━━ INPUT DATA ━━
use schemars::JsonSchema;
use serde::{Deserialize, Deserializer, Serialize};
use std::fmt;
use utoipa::ToSchema;

macro_rules! id_newtype {
    ($name:ident) => {
        #[derive(
            Clone,
            Debug,
            Serialize,
            Deserialize,
            ToSchema,
            JsonSchema,
            Eq,
            PartialEq,
            Ord,
            PartialOrd,
            Hash,
        )]
        #[serde(transparent)]
        pub struct $name(pub String);

        impl $name {
            pub fn as_str(&self) -> &str {
                &self.0
            }
        }

        impl fmt::Display for $name {
            fn fmt(&self, f: &mut fmt::Formatter<'_>) -> fmt::Result {
                self.0.fmt(f)
            }
        }

        impl From<&str> for $name {
            fn from(s: &str) -> Self {
                Self(s.to_owned())
            }
        }
    };
}
id_newtype!(SubjectName);
id_newtype!(GroupTitle);
id_newtype!(LecturerName);
id_newtype!(ClassroomName);

/// Working day of the week. Declaration order is chronological.
#[derive(
    Clone, Copy, Debug, Serialize, Deserialize, ToSchema, JsonSchema, Eq, PartialEq, Ord, PartialOrd, Hash,
)]
pub enum Day {
    #[serde(alias = "monday", alias = "mon")]
    Monday,
    #[serde(alias = "tuesday", alias = "tue")]
    Tuesday,
    #[serde(alias = "wednesday", alias = "wed")]
    Wednesday,
    #[serde(alias = "thursday", alias = "thu")]
    Thursday,
    #[serde(alias = "friday", alias = "fri")]
    Friday,
}

impl Day {
    pub const ALL: [Day; 5] = [
        Day::Monday,
        Day::Tuesday,
        Day::Wednesday,
        Day::Thursday,
        Day::Friday,
    ];
}

impl fmt::Display for Day {
    fn fmt(&self, f: &mut fmt::Formatter<'_>) -> fmt::Result {
        fmt::Debug::fmt(self, f)
    }
}

/// Period index within a day. Input files write it either as a number or as
/// a numeric string (`"2"`), both are accepted.
#[derive(
    Clone, Copy, Debug, Serialize, ToSchema, JsonSchema, Eq, PartialEq, Ord, PartialOrd, Hash,
)]
#[serde(transparent)]
pub struct Period(pub u8);

impl<'de> Deserialize<'de> for Period {
    fn deserialize<D: Deserializer<'de>>(deserializer: D) -> Result<Self, D::Error> {
        #[derive(Deserialize)]
        #[serde(untagged)]
        enum Raw {
            Num(u8),
            Text(String),
        }
        match Raw::deserialize(deserializer)? {
            Raw::Num(n) => Ok(Period(n)),
            Raw::Text(s) => s
                .trim()
                .parse::<u8>()
                .map(Period)
                .map_err(|e| serde::de::Error::custom(format!("invalid period {s:?}: {e}"))),
        }
    }
}

impl fmt::Display for Period {
    fn fmt(&self, f: &mut fmt::Formatter<'_>) -> fmt::Result {
        self.0.fmt(f)
    }
}

/// A (day, period) pair. Ordered by day first, then period.
#[derive(
    Clone, Copy, Debug, Serialize, Deserialize, ToSchema, JsonSchema, Eq, PartialEq, Ord, PartialOrd, Hash,
)]
pub struct Timeslot {
    pub day: Day,
    #[serde(rename = "time")]
    pub period: Period,
}

impl Timeslot {
    pub fn new(day: Day, period: u8) -> Self {
        Self {
            day,
            period: Period(period),
        }
    }
}

impl fmt::Display for Timeslot {
    fn fmt(&self, f: &mut fmt::Formatter<'_>) -> fmt::Result {
        write!(f, "{}, {}", self.day, self.period)
    }
}

#[derive(Clone, Debug, Serialize, Deserialize, ToSchema, JsonSchema, Eq, PartialEq, Hash)]
pub struct Subject {
    pub name: SubjectName,
    /// Sessions per week every group taking the subject must receive.
    pub hours: u32,
}

#[derive(Clone, Debug, Serialize, Deserialize, ToSchema, JsonSchema, Eq, PartialEq, Hash)]
pub struct Classroom {
    pub name: ClassroomName,
    pub max_student_count: u32,
}

#[derive(Clone, Debug, Serialize, Deserialize, ToSchema, JsonSchema, Eq, PartialEq, Hash)]
pub struct Lecturer {
    pub name: LecturerName,
    #[serde(default)]
    pub can_teach: Vec<SubjectName>,
}

#[derive(Clone, Debug, Serialize, Deserialize, ToSchema, JsonSchema, Eq, PartialEq, Hash)]
pub struct Group {
    pub title: GroupTitle,
    pub student_count: u32,
    #[serde(default)]
    pub subject_names: Vec<SubjectName>,
}

#[derive(Clone, Debug, Serialize, Deserialize, ToSchema, JsonSchema)]
pub struct Instance {
    pub times: Vec<Timeslot>,
    pub subjects: Vec<Subject>,
    pub groups: Vec<Group>,
    pub lectors: Vec<Lecturer>,
    pub classrooms: Vec<Classroom>,
}

impl Instance {
    /// Total number of sessions a complete schedule must contain.
    pub fn required_sessions(&self) -> usize {
        self.groups
            .iter()
            .flat_map(|g| g.subject_names.iter())
            .filter_map(|name| self.subjects.iter().find(|s| &s.name == name))
            .map(|s| s.hours as usize)
            .sum()
    }
}

#[derive(Clone, Copy, Debug, Serialize, Deserialize, ToSchema, JsonSchema, PartialEq)]
#[serde(default)]
pub struct Weights {
    pub group_windows: f64,
    pub lecturer_windows: f64,
    pub time_earliness: f64,
    pub capacity_fill: f64,
}

impl Default for Weights {
    fn default() -> Self {
        Self {
            group_windows: 1.0,
            lecturer_windows: 1.0,
            time_earliness: 0.5,
            capacity_fill: 0.5,
        }
    }
}

#[derive(Clone, Debug, Serialize, Deserialize, ToSchema, JsonSchema, PartialEq)]
#[serde(default)]
pub struct GaParams {
    pub population_size: usize,
    pub max_generations: u32,
    /// Consecutive generations with an unchanged best fitness before stopping.
    pub stagnation_limit: u32,
    pub tournament_size: usize,
    pub mutation_probability: f64,
    /// Mutation attempts applied to an empty schedule before the fill pass.
    pub warmup_mutations: u32,
    /// Initialization restarts allowed per individual.
    pub max_init_attempts: u32,
    /// Best individuals copied unchanged into the next generation.
    pub elitism: usize,
    pub seed: u64,
    pub weights: Weights,
}

impl Default for GaParams {
    fn default() -> Self {
        Self {
            population_size: 100,
            max_generations: 100,
            stagnation_limit: 10,
            tournament_size: 10,
            mutation_probability: 0.5,
            warmup_mutations: 1000,
            max_init_attempts: 1000,
            elitism: 1,
            seed: 0,
            weights: Weights::default(),
        }
    }
}

#[derive(Clone, Debug, Serialize, Deserialize, ToSchema, JsonSchema)]
pub struct SolveEnvelope {
    pub instance: Instance,
    #[serde(default)]
    pub params: GaParams,
}

/// One completed session of the output timetable.
#[derive(Clone, Debug, Serialize, Deserialize, ToSchema, JsonSchema, Eq, PartialEq, Hash)]
pub struct SessionRow {
    pub group: GroupTitle,
    pub subject: SubjectName,
    pub lecturer: LecturerName,
    pub classroom: ClassroomName,
    pub day: Day,
    #[serde(rename = "time")]
    pub period: Period,
}

#[derive(Clone, Debug, Serialize, Deserialize, ToSchema, JsonSchema)]
pub struct SolveResult {
    pub status: String,
    pub objective: f64,
    pub fitness: f64,
    pub assignments: Vec<SessionRow>,
    pub stats: serde_json::Value,
}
━━━
- PROMPT: Copy out all of the records, keeping every line identical.

- ANSWER SECTION:
use schemars::JsonSchema;
use serde::{Deserialize, Deserializer, Serialize};
use std::fmt;
use utoipa::ToSchema;

macro_rules! id_newtype {
    ($name:ident) => {
        #[derive(
            Clone,
            Debug,
            Serialize,
            Deserialize,
            ToSchema,
            JsonSchema,
            Eq,
            PartialEq,
            Ord,
            PartialOrd,
            Hash,
        )]
        #[serde(transparent)]
        pub struct $name(pub String);

        impl $name {
            pub fn as_str(&self) -> &str {
                &self.0
            }
        }

        impl fmt::Display for $name {
            fn fmt(&self, f: &mut fmt::Formatter<'_>) -> fmt::Result {
                self.0.fmt(f)
            }
        }

        impl From<&str> for $name {
            fn from(s: &str) -> Self {
                Self(s.to_owned())
            }
        }
    };
}
id_newtype!(SubjectName);
id_newtype!(GroupTitle);
id_newtype!(LecturerName);
id_newtype!(ClassroomName);

/// Working day of the week. Declaration order is chronological.
#[derive(
    Clone, Copy, Debug, Serialize, Deserialize, ToSchema, JsonSchema, Eq, PartialEq, Ord, PartialOrd, Hash,
)]
pub enum Day {
    #[serde(alias = "monday", alias = "mon")]
    Monday,
    #[serde(alias = "tuesday", alias = "tue")]
    Tuesday,
    #[serde(alias = "wednesday", alias = "wed")]
    Wednesday,
    #[serde(alias = "thursday", alias = "thu")]
    Thursday,
    #[serde(alias = "friday", alias = "fri")]
    Friday,
}

impl Day {
    pub const ALL: [Day; 5] = [
        Day::Monday,
        Day::Tuesday,
        Day::Wednesday,
        Day::Thursday,
        Day::Friday,
    ];
}

impl fmt::Display for Day {
    fn fmt(&self, f: &mut fmt::Formatter<'_>) -> fmt::Result {
        fmt::Debug::fmt(self, f)
    }
}

/// Period index within a day. Input files write it either as a number or as
/// a numeric string (`"2"`), both are accepted.
#[derive(
    Clone, Copy, Debug, Serialize, ToSchema, JsonSchema, Eq, PartialEq, Ord, PartialOrd, Hash,
)]
#[serde(transparent)]
pub struct Period(pub u8);

impl<'de> Deserialize<'de> for Period {
    fn deserialize<D: Deserializer<'de>>(deserializer: D) -> Result<Self, D::Error> {
        #[derive(Deserialize)]
        #[serde(untagged)]
        enum Raw {
            Num(u8),
            Text(String),
        }
        match Raw::deserialize(deserializer)? {
            Raw::Num(n) => Ok(Period(n)),
            Raw::Text(s) => s
                .trim()
                .parse::<u8>()
                .map(Period)
                .map_err(|e| serde::de::Error::custom(format!("invalid period {s:?}: {e}"))),
        }
    }
}

impl fmt::Display for Period {
    fn fmt(&self, f: &mut fmt::Formatter<'_>) -> fmt::Result {
        self.0.fmt(f)
    }
}

/// A (day, period) pair. Ordered by day first, then period.
#[derive(
    Clone, Copy, Debug, Serialize, Deserialize, ToSchema, JsonSchema, Eq, PartialEq, Ord, PartialOrd, Hash,
)]
pub struct Timeslot {
    pub day: Day,
    #[serde(rename = "time")]
    pub period: Period,
}

impl Timeslot {
    pub fn new(day: Day, period: u8) -> Self {
        Self {
            day,
            period: Period(period),
        }
    }
}

impl fmt::Display for Timeslot {
    fn fmt(&self, f: &mut fmt::Formatter<'_>) -> fmt::Result {
        write!(f, "{}, {}", self.day, self.period)
    }
}

#[derive(Clone, Debug, Serialize, Deserialize, ToSchema, JsonSchema, Eq, PartialEq, Hash)]
pub struct Subject {
    pub name: SubjectName,
    /// Sessions per week every group taking the subject must receive.
    pub hours: u32,
}

#[derive(Clone, Debug, Serialize, Deserialize, ToSchema, JsonSchema, Eq, PartialEq, Hash)]
pub struct Classroom {
    pub name: ClassroomName,
    pub max_student_count: u32,
}

#[derive(Clone, Debug, Serialize, Deserialize, ToSchema, JsonSchema, Eq, PartialEq, Hash)]
pub struct Lecturer {
    pub name: LecturerName,
    #[serde(default)]
    pub can_teach: Vec<SubjectName>,
}

#[derive(Clone, Debug, Serialize, Deserialize, ToSchema, JsonSchema, Eq, PartialEq, Hash)]
pub struct Group {
    pub title: GroupTitle,
    pub student_count: u32,
    #[serde(default)]
    pub subject_names: Vec<SubjectName>,
}

#[derive(Clone, Debug, Serialize, Deserialize, ToSchema, JsonSchema)]
pub struct Instance {
    pub times: Vec<Timeslot>,
    pub subjects: Vec<Subject>,
    pub groups: Vec<Group>,
    pub lectors: Vec<Lecturer>,
    pub classrooms: Vec<Classroom>,
}

impl Instance {
    /// Total number of sessions a complete schedule must contain.
    pub fn required_sessions(&self) -> usize {
        self.groups
            .iter()
            .flat_map(|g| g.subject_names.iter())
            .filter_map(|name| self.subjects.iter().find(|s| &s.name == name))
            .map(|s| s.hours as usize)
            .sum()
    }
}

#[derive(Clone, Copy, Debug, Serialize, Deserialize, ToSchema, JsonSchema, PartialEq)]
#[serde(default)]
pub struct Weights {
    pub group_windows: f64,
    pub lecturer_windows: f64,
    pub time_earliness: f64,
    pub capacity_fill: f64,
}

impl Default for Weights {
    fn default() -> Self {
        Self {
            group_windows: 1.0,
            lecturer_windows: 1.0,
            time_earliness: 0.5,
            capacity_fill: 0.5,
        }
    }
}

#[derive(Clone, Debug, Serialize, Deserialize, ToSchema, JsonSchema, PartialEq)]
#[serde(default)]
pub struct GaParams {
    pub population_size: usize,
    pub max_generations: u32,
    /// Consecutive generations with an unchanged best fitness before stopping.
    pub stagnation_limit: u32,
    pub tournament_size: usize,
    pub mutation_probability: f64,
    /// Mutation attempts applied to an empty schedule before the fill pass.
    pub warmup_mutations: u32,
    /// Initialization restarts allowed per individual.
    pub max_init_attempts: u32,
    /// Best individuals copied unchanged into the next generation.
    pub elitism: usize,
    pub seed: u64,
    pub weights: Weights,
}

impl Default for GaParams {
    fn default() -> Self {
        Self {
            population_size: 100,
            max_generations: 100,
            stagnation_limit: 10,
            tournament_size: 10,
            mutation_probability: 0.5,
            warmup_mutations: 1000,
            max_init_attempts: 1000,
            elitism: 1,
            seed: 0,
            weights: Weights::default(),
        }
    }
}

#[derive(Clone, Debug, Serialize, Deserialize, ToSchema, JsonSchema)]
pub struct SolveEnvelope {
    pub instance: Instance,
    #[serde(default)]
    pub params: GaParams,
}

/// One completed session of the output timetable.
#[derive(Clone, Debug, Serialize, Deserialize, ToSchema, JsonSchema, Eq, PartialEq, Hash)]
pub struct SessionRow {
    pub group: GroupTitle,
    pub subject: SubjectName,
    pub lecturer: LecturerName,
    pub classroom: ClassroomName,
    pub day: Day,
    #[serde(rename = "time")]
    pub period: Period,
}

#[derive(Clone, Debug, Serialize, Deserialize, ToSchema, JsonSchema)]
pub struct SolveResult {
    pub status: String,
    pub objective: f64,
    pub fitness: f64,
    pub assignments: Vec<SessionRow>,
    pub stats: serde_json::Value,
}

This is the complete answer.